Teens and Dating
This blog was written by Courtney Harkness one of the great minds in youth ministry that I have the honor and privilege of working with everyday. Courtney presents a new perspective and high standard, as it relates to teens and dating.
It’s difficult to talk to any teenager for any length of time without eventually hitting the topic of dating. For many of them, it seems to be their top priority. The status and affirmation they receive from a dating relationship often times fills the void they may feel from other significant, but missing, relationships. Of course, having a teenage crush is a natural part of growing up, but is taking the next step to boyfriend/girlfriend necessary? Should teenage dating be considered too much, too soon? The culture seems to fully endorse teenage romance, even with all of the recent stories of dating violence. And even the temptation of premarital sex doesn’t seem to deter families from pushing their teens to pursue romantic relationships at an early age. Teen dating is so pervasive throughout our culture that most people accept it as innocent – but is it really? The possessive labels of “boyfriend” or “girlfriend” usually imply expectations that most teens are not ready to handle. More often than not, teenagers find themselves compromising or crossing boundaries just to maintain the romance. Relationships are difficult, even for adults, and teens are far less equipped to deal with the pressures. So, is teenage dating as harmless as the culture makes it seem, or have we become so numbed by our sexually charged culture that we fail to recognize when our children are in danger?

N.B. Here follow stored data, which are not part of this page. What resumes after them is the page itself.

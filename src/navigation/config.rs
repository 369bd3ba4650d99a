use bevy::prelude::*;
use serde::{Deserialize, Serialize};
use std::fmt;
use std::path::Path;
use std::time::Duration;
use super::types::{AgentClass, DEFAULT_CLUSTER_SIZE};

/// Distance estimate used to order the single-level open set.
#[derive(Clone, Copy, Debug, Default, PartialEq, Eq, Serialize, Deserialize)]
pub enum Heuristic {
    #[default]
    Manhattan,
    Octile,
    Chebyshev,
    Euclidean,
}

/// Which single-level finder to run.
#[derive(Clone, Copy, Debug, Default, PartialEq, Eq, Serialize, Deserialize)]
pub enum SearchAlgorithm {
    /// Jump point search. Only prunes when diagonal movement is enabled;
    /// 4-connected searches use plain A*.
    #[default]
    JumpPoint,
    AStar,
}

/// Navigation options, read once when the service is constructed.
///
/// All distances are in world units unless the name says otherwise. The whole
/// struct can be loaded from a RON file; missing fields take their defaults.
#[derive(Resource, Deserialize, Serialize, Clone, Debug, PartialEq)]
#[serde(default)]
pub struct NavigationConfig {
    // Grid
    pub grid_scale: f32,
    pub cluster_size: usize,
    /// Upper bound on cells per agent grid. A layout whose bounds need more
    /// gets an empty grid instead of an oversized allocation.
    pub max_grid_cells: usize,

    // Street geometry
    pub sidewalk_width: f32,
    pub road_width: f32,
    pub crosswalk_stripe_count: u32,
    pub crosswalk_stripe_width: f32,
    pub crosswalk_stripe_gap: f32,

    // Heights of returned path points
    pub pedestrian_height: f32,
    pub vehicle_height: f32,

    // Search
    pub allow_diagonal: bool,
    pub heuristic: Heuristic,
    pub search_algorithm: SearchAlgorithm,
    pub materialize_hops: bool,

    // Path cache
    pub cache_max_entries: usize,
    pub cache_expiration_secs: f32,
    pub simplify_tolerance: f32,
}

impl Default for NavigationConfig {
    fn default() -> Self {
        Self {
            grid_scale: 1.0,
            cluster_size: DEFAULT_CLUSTER_SIZE,
            max_grid_cells: 64_000_000,
            sidewalk_width: 2.0,
            road_width: 6.0,
            crosswalk_stripe_count: 6,
            crosswalk_stripe_width: 0.5,
            crosswalk_stripe_gap: 0.5,
            pedestrian_height: 0.1,
            vehicle_height: 0.05,
            allow_diagonal: true,
            heuristic: Heuristic::Manhattan,
            search_algorithm: SearchAlgorithm::JumpPoint,
            materialize_hops: true,
            cache_max_entries: 1000,
            cache_expiration_secs: 300.0,
            simplify_tolerance: 0.5,
        }
    }
}

#[derive(Debug)]
pub enum ConfigError {
    Io(std::io::Error),
    Parse(String),
    Invalid(String),
}

impl fmt::Display for ConfigError {
    fn fmt(&self, f: &mut fmt::Formatter<'_>) -> fmt::Result {
        match self {
            ConfigError::Io(e) => write!(f, "failed to read navigation config: {}", e),
            ConfigError::Parse(msg) => write!(f, "failed to parse navigation config: {}", msg),
            ConfigError::Invalid(msg) => write!(f, "invalid navigation config: {}", msg),
        }
    }
}

impl std::error::Error for ConfigError {
    fn source(&self) -> Option<&(dyn std::error::Error + 'static)> {
        match self {
            ConfigError::Io(e) => Some(e),
            _ => None,
        }
    }
}

impl From<std::io::Error> for ConfigError {
    fn from(e: std::io::Error) -> Self {
        ConfigError::Io(e)
    }
}

impl NavigationConfig {
    /// Parse a RON document and validate it.
    pub fn from_ron_str(contents: &str) -> Result<Self, ConfigError> {
        let config: NavigationConfig = ron::from_str(contents).map_err(|e| ConfigError::Parse(e.to_string()))?;
        config.validate()?;
        Ok(config)
    }

    pub fn load(path: impl AsRef<Path>) -> Result<Self, ConfigError> {
        let contents = std::fs::read_to_string(path)?;
        Self::from_ron_str(&contents)
    }

    /// Load from `path`, logging and falling back to defaults on any failure.
    pub fn load_or_default(path: impl AsRef<Path>) -> Self {
        let path = path.as_ref();
        match Self::load(path) {
            Ok(config) => {
                info!("[NAV] Loaded navigation config from {}", path.display());
                config
            }
            Err(e) => {
                error!("[NAV] {} ({})", e, path.display());
                error!("[NAV] Using default NavigationConfig");
                Self::default()
            }
        }
    }

    pub fn validate(&self) -> Result<(), ConfigError> {
        if !(self.grid_scale.is_finite() && self.grid_scale > 0.0) {
            return Err(ConfigError::Invalid(format!("grid_scale must be positive, got {}", self.grid_scale)));
        }
        if self.cluster_size == 0 {
            return Err(ConfigError::Invalid("cluster_size must be at least 1".into()));
        }
        if self.max_grid_cells == 0 {
            return Err(ConfigError::Invalid("max_grid_cells must be at least 1".into()));
        }
        if self.cache_max_entries == 0 {
            return Err(ConfigError::Invalid("cache_max_entries must be at least 1".into()));
        }
        let non_negative = [
            ("sidewalk_width", self.sidewalk_width),
            ("road_width", self.road_width),
            ("crosswalk_stripe_width", self.crosswalk_stripe_width),
            ("crosswalk_stripe_gap", self.crosswalk_stripe_gap),
            ("cache_expiration_secs", self.cache_expiration_secs),
            ("simplify_tolerance", self.simplify_tolerance),
        ];
        for (name, value) in non_negative {
            if !(value.is_finite() && value >= 0.0) {
                return Err(ConfigError::Invalid(format!("{} must be a non-negative number, got {}", name, value)));
            }
        }
        Ok(())
    }

    /// World-space edge length of one grid cell.
    #[inline]
    pub fn cell_size(&self) -> f32 {
        1.0 / self.grid_scale
    }

    pub fn cache_expiration(&self) -> Duration {
        Duration::from_secs_f32(self.cache_expiration_secs)
    }

    /// Total width of a crosswalk's painted area, across the walking direction.
    pub fn crosswalk_width(&self) -> f32 {
        let count = self.crosswalk_stripe_count.max(1) as f32;
        count * self.crosswalk_stripe_width + (count - 1.0) * self.crosswalk_stripe_gap
    }

    pub fn domain_height(&self, agent: AgentClass) -> f32 {
        match agent {
            AgentClass::Pedestrian => self.pedestrian_height,
            AgentClass::Vehicle => self.vehicle_height,
        }
    }
}

#[cfg(test)]
mod tests {
    use super::*;

    #[test]
    fn test_partial_ron_uses_defaults() {
        let config = NavigationConfig::from_ron_str("(cluster_size: 16, heuristic: Octile)").unwrap();
        assert_eq!(config.cluster_size, 16);
        assert_eq!(config.heuristic, Heuristic::Octile);
        assert_eq!(config.road_width, NavigationConfig::default().road_width);
    }

    #[test]
    fn test_invalid_values_rejected() {
        let err = NavigationConfig::from_ron_str("(grid_scale: 0.0)").unwrap_err();
        assert!(matches!(err, ConfigError::Invalid(_)), "got {:?}", err);

        let err = NavigationConfig::from_ron_str("(cluster_size: 0)").unwrap_err();
        assert!(matches!(err, ConfigError::Invalid(_)));

        let err = NavigationConfig::from_ron_str("(max_grid_cells: 0)").unwrap_err();
        assert!(matches!(err, ConfigError::Invalid(_)));

        let err = NavigationConfig::from_ron_str("(sidewalk_width: -1.0)").unwrap_err();
        assert!(matches!(err, ConfigError::Invalid(_)));
    }

    #[test]
    fn test_malformed_ron_is_parse_error() {
        let err = NavigationConfig::from_ron_str("(cluster_size: \"big\"").unwrap_err();
        assert!(matches!(err, ConfigError::Parse(_)));
    }

    #[test]
    fn test_missing_file_falls_back_to_default() {
        let config = NavigationConfig::load_or_default("does/not/exist/navigation.ron");
        assert_eq!(config, NavigationConfig::default());
    }

    #[test]
    fn test_crosswalk_width() {
        let config = NavigationConfig::default();
        // 6 stripes of 0.5 plus 5 gaps of 0.5
        assert!((config.crosswalk_width() - 5.5).abs() < 1e-6);
    }

    #[test]
    fn test_json_round_trip() {
        let config = NavigationConfig { allow_diagonal: false, ..Default::default() };
        let json = serde_json::to_string(&config).unwrap();
        let back: NavigationConfig = serde_json::from_str(&json).unwrap();
        assert_eq!(config, back);
    }
}
use bevy::prelude::*;
use fixedbitset::FixedBitSet;
use rustc_hash::FxHashMap;
use std::collections::BinaryHeap;
use citynav_macros::profile;
use super::astar::{cells_to_world, SearchOptions, SingleLevelSearch};
use super::cluster::{ClusterGraph, ClusterGraphStats};
use super::components::GridComponents;
use super::graph_build::build_cluster_graph;
use super::grid::WalkabilityGrid;
use super::math::FixedNum;
use super::types::{CellRect, ClusterId, EntranceId, GridCell, Point2D, State};

/// HPA* over one walkability grid.
///
/// # Algorithm
///
/// 1. **Snap:** both endpoints to their nearest walkable cell
/// 2. **Local:** endpoints in the same cluster are solved directly on the grid
/// 3. **Abstract:** A* over the entrance graph, seeded with every start-cluster
///    entrance reachable from the start cell inside its cluster. Expanding an
///    end-cluster entrance offers a virtual goal node whose cost includes the
///    in-cluster leg to the end cell, so the exit entrance is chosen by total
///    cost.
/// 4. **Refine:** walk the parent chain and stitch the seed leg, each hop and
///    the exit leg into one cell path
///
/// Anything that goes wrong in 3 or 4 falls back to a full-grid search. The
/// abstract graph is built once in [`HierarchicalSearch::new`] and never
/// mutated, so `&self` queries can run concurrently.
#[derive(Clone, Debug)]
pub struct HierarchicalSearch {
    grid: WalkabilityGrid,
    graph: ClusterGraph,
    components: GridComponents,
    search: SingleLevelSearch,
    /// Re-solve intra-cluster hops into full cell paths at query time.
    /// When false, hops contribute only their entrance cells.
    materialize_hops: bool,
}

#[derive(Clone, Copy, Debug, Default, PartialEq)]
pub struct HierarchyStats {
    pub graph: ClusterGraphStats,
    pub components: usize,
}

impl HierarchicalSearch {
    #[profile(20)]
    pub fn new(grid: WalkabilityGrid, cluster_size: usize, options: SearchOptions, materialize_hops: bool) -> Self {
        let search = SingleLevelSearch::new(options);
        let graph = build_cluster_graph(&grid, cluster_size, &search);
        let components = GridComponents::build(&grid);
        Self { grid, graph, components, search, materialize_hops }
    }

    pub fn grid(&self) -> &WalkabilityGrid {
        &self.grid
    }

    pub fn graph(&self) -> &ClusterGraph {
        &self.graph
    }

    pub fn single_level(&self) -> &SingleLevelSearch {
        &self.search
    }

    pub fn stats(&self) -> HierarchyStats {
        HierarchyStats {
            graph: self.graph.stats(),
            components: self.components.count(),
        }
    }

    /// Nearest walkable cell to a world position on this grid.
    pub fn nearest_walkable(&self, world: Point2D) -> Option<GridCell> {
        self.grid.nearest_walkable(world)
    }

    /// Whether two cells can reach each other at all.
    pub fn connected(&self, a: GridCell, b: GridCell) -> bool {
        self.components.connected(a, b)
    }

    /// World-space path between two positions, at the grid's domain height.
    pub fn find_path(&self, start: Point2D, end: Point2D) -> Option<Vec<Vec3>> {
        let start_cell = self.nearest_walkable(start)?;
        let end_cell = self.nearest_walkable(end)?;
        self.find_path_cells(start_cell, end_cell)
            .map(|cells| cells_to_world(&self.grid, &cells))
    }

    /// Cell path between two walkable cells.
    pub fn find_path_cells(&self, start: GridCell, end: GridCell) -> Option<Vec<GridCell>> {
        if !self.grid.is_walkable_cell(start) || !self.grid.is_walkable_cell(end) {
            return None;
        }
        if start == end {
            return Some(vec![start]);
        }
        if !self.components.connected(start, end) {
            debug!("[HPA] {:?} and {:?} are in different components", start, end);
            return None;
        }

        let (Some(start_cluster), Some(end_cluster)) = (self.graph.cluster_of(start), self.graph.cluster_of(end)) else {
            error!("[HPA] Could not assign {:?} -> {:?} to clusters; using full-grid search", start, end);
            return self.search.find_cells(&self.grid, start, end);
        };

        if start_cluster == end_cluster {
            return self.search.find_cells(&self.grid, start, end);
        }

        match self.abstract_search(start, end, start_cluster, end_cluster) {
            Some(cells) => Some(cells),
            None => {
                warn!(
                    "[HPA] Hierarchical search failed for {:?} -> {:?}; falling back to full-grid search",
                    start, end
                );
                self.search.find_cells(&self.grid, start, end)
            }
        }
    }

    fn cluster_rect(&self, id: ClusterId) -> Option<CellRect> {
        self.graph.cluster(id).map(|c| c.rect)
    }

    fn abstract_search(
        &self,
        start: GridCell,
        end: GridCell,
        start_cluster: ClusterId,
        end_cluster: ClusterId,
    ) -> Option<Vec<GridCell>> {
        let start_rect = self.cluster_rect(start_cluster)?;
        let end_rect = self.cluster_rect(end_cluster)?;
        let start_entrances = &self.graph.cluster(start_cluster)?.entrances;
        let end_entrances = &self.graph.cluster(end_cluster)?.entrances;
        if start_entrances.is_empty() || end_entrances.is_empty() {
            debug!("[HPA] Start or end cluster has no entrances");
            return None;
        }

        let end_cells: Vec<GridCell> = end_entrances
            .iter()
            .filter_map(|&id| self.graph.entrance(id).map(|e| e.cell))
            .collect();
        let heuristic = |cell: GridCell| -> FixedNum {
            let d = end_cells.iter().map(|&c| cell.manhattan(c)).min().unwrap_or(0);
            FixedNum::from_num(d)
        };

        let goal = self.graph.entrance_count();
        let mut open = BinaryHeap::new();
        let mut closed = FixedBitSet::with_capacity(goal + 1);
        let mut g_score: FxHashMap<usize, FixedNum> = FxHashMap::default();
        let mut parent: FxHashMap<usize, EntranceId> = FxHashMap::default();
        let mut seed_paths: FxHashMap<EntranceId, Vec<GridCell>> = FxHashMap::default();
        let mut exit_paths: FxHashMap<EntranceId, Vec<GridCell>> = FxHashMap::default();

        for &id in start_entrances {
            let cell = self.graph.entrance(id)?.cell;
            let Some(path) = self.search.find_cells_in(&self.grid, start_rect, start, cell, true) else {
                continue;
            };
            let g = FixedNum::from_num(path.len() - 1);
            seed_paths.insert(id, path);
            g_score.insert(id, g);
            open.push(State { cost: g + heuristic(cell), g, node: id });
        }

        while let Some(State { g, node, .. }) = open.pop() {
            if closed.contains(node) || g > g_score.get(&node).copied().unwrap_or(FixedNum::MAX) {
                continue;
            }
            if node == goal {
                return self.refine(goal, &parent, &seed_paths, &exit_paths);
            }
            closed.insert(node);

            let entrance = self.graph.entrance(node)?;
            if entrance.cluster == end_cluster {
                let exit = match exit_paths.get(&node) {
                    Some(path) => Some(path.len()),
                    None => self
                        .search
                        .find_cells_in(&self.grid, end_rect, entrance.cell, end, true)
                        .map(|path| {
                            let len = path.len();
                            exit_paths.insert(node, path);
                            len
                        }),
                };
                if let Some(len) = exit {
                    let total = g + FixedNum::from_num(len - 1);
                    if total < g_score.get(&goal).copied().unwrap_or(FixedNum::MAX) {
                        g_score.insert(goal, total);
                        parent.insert(goal, node);
                        open.push(State { cost: total, g: total, node: goal });
                    }
                }
            }

            for edge in self.graph.neighbors(node) {
                let tentative = g + edge.cost;
                if tentative < g_score.get(&edge.target).copied().unwrap_or(FixedNum::MAX) {
                    let Some(target) = self.graph.entrance(edge.target) else { continue };
                    g_score.insert(edge.target, tentative);
                    parent.insert(edge.target, node);
                    closed.set(edge.target, false);
                    open.push(State {
                        cost: tentative + heuristic(target.cell),
                        g: tentative,
                        node: edge.target,
                    });
                }
            }
        }

        None
    }

    /// Turn the abstract parent chain into a cell path.
    fn refine(
        &self,
        goal: usize,
        parent: &FxHashMap<usize, EntranceId>,
        seed_paths: &FxHashMap<EntranceId, Vec<GridCell>>,
        exit_paths: &FxHashMap<EntranceId, Vec<GridCell>>,
    ) -> Option<Vec<GridCell>> {
        let mut chain = Vec::new();
        let mut current = *parent.get(&goal)?;
        chain.push(current);
        // seeds have no parent
        while let Some(&prev) = parent.get(&current) {
            chain.push(prev);
            current = prev;
            if chain.len() > self.graph.entrance_count() {
                error!("[HPA] Parent chain does not terminate; abandoning reconstruction");
                return None;
            }
        }
        chain.reverse();

        let first = *chain.first()?;
        let last = *chain.last()?;
        let mut cells = seed_paths.get(&first)?.clone();

        for pair in chain.windows(2) {
            let a = self.graph.entrance(pair[0])?;
            let b = self.graph.entrance(pair[1])?;
            if self.materialize_hops && a.cluster == b.cluster {
                let rect = self.cluster_rect(a.cluster)?;
                let hop = self.search.find_cells_in(&self.grid, rect, a.cell, b.cell, true)?;
                cells.extend_from_slice(&hop[1..]);
            } else {
                cells.push(b.cell);
            }
        }

        cells.extend_from_slice(exit_paths.get(&last)?.get(1..)?);
        cells.dedup();
        Some(cells)
    }
}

Current statistics warn us of serious teen problems that are connected to romantic relationships. Rising teenage pregnancy, an epidemic of sexually transmitted diseases, and increasing emotional health issues due to broken hearts – these are all byproducts of unhealthy relationships. We must consider what impact we could have on these issues if teens weren’t as eager to rush into romance. It may seem impossible to change, but these risks are flooding teenage culture with temptations that are so effective that they must be intentionally coming from somewhere – or maybe from someone. With that perspective, teenage dating begins to look more and more like an enticing trap. No need to fear, though, because scripture gives us encouragement:
When the enemy shall come in like a flood, the Spirit of the LORD shall lift up a standard against him.
Isaiah 59:19 (KJV)
This verse teaches that God uses a high standard as a defense against temptation. If we can raise a new standard amongst teenagers, then we can protect them against the many relationship dangers. If we could delay romantic relationships until the teenage years have passed – until they’ve matured a bit more – how much more healthy could their future relationship be? I challenge teens to exchange their romantic relationships for healthy friendships. It may sound unpopular, but it would prove 100% effective for guarding their hearts. A teenager with a higher standard and deeper conviction against premature dating will have no problems with emotional baggage or resisting premarital sex. It’s only when people step close to their boundaries that they find themselves slipping across. And too many teens are slipping – it’s time to raise the bar.
What are your thoughts as it relates to Teens and Dating?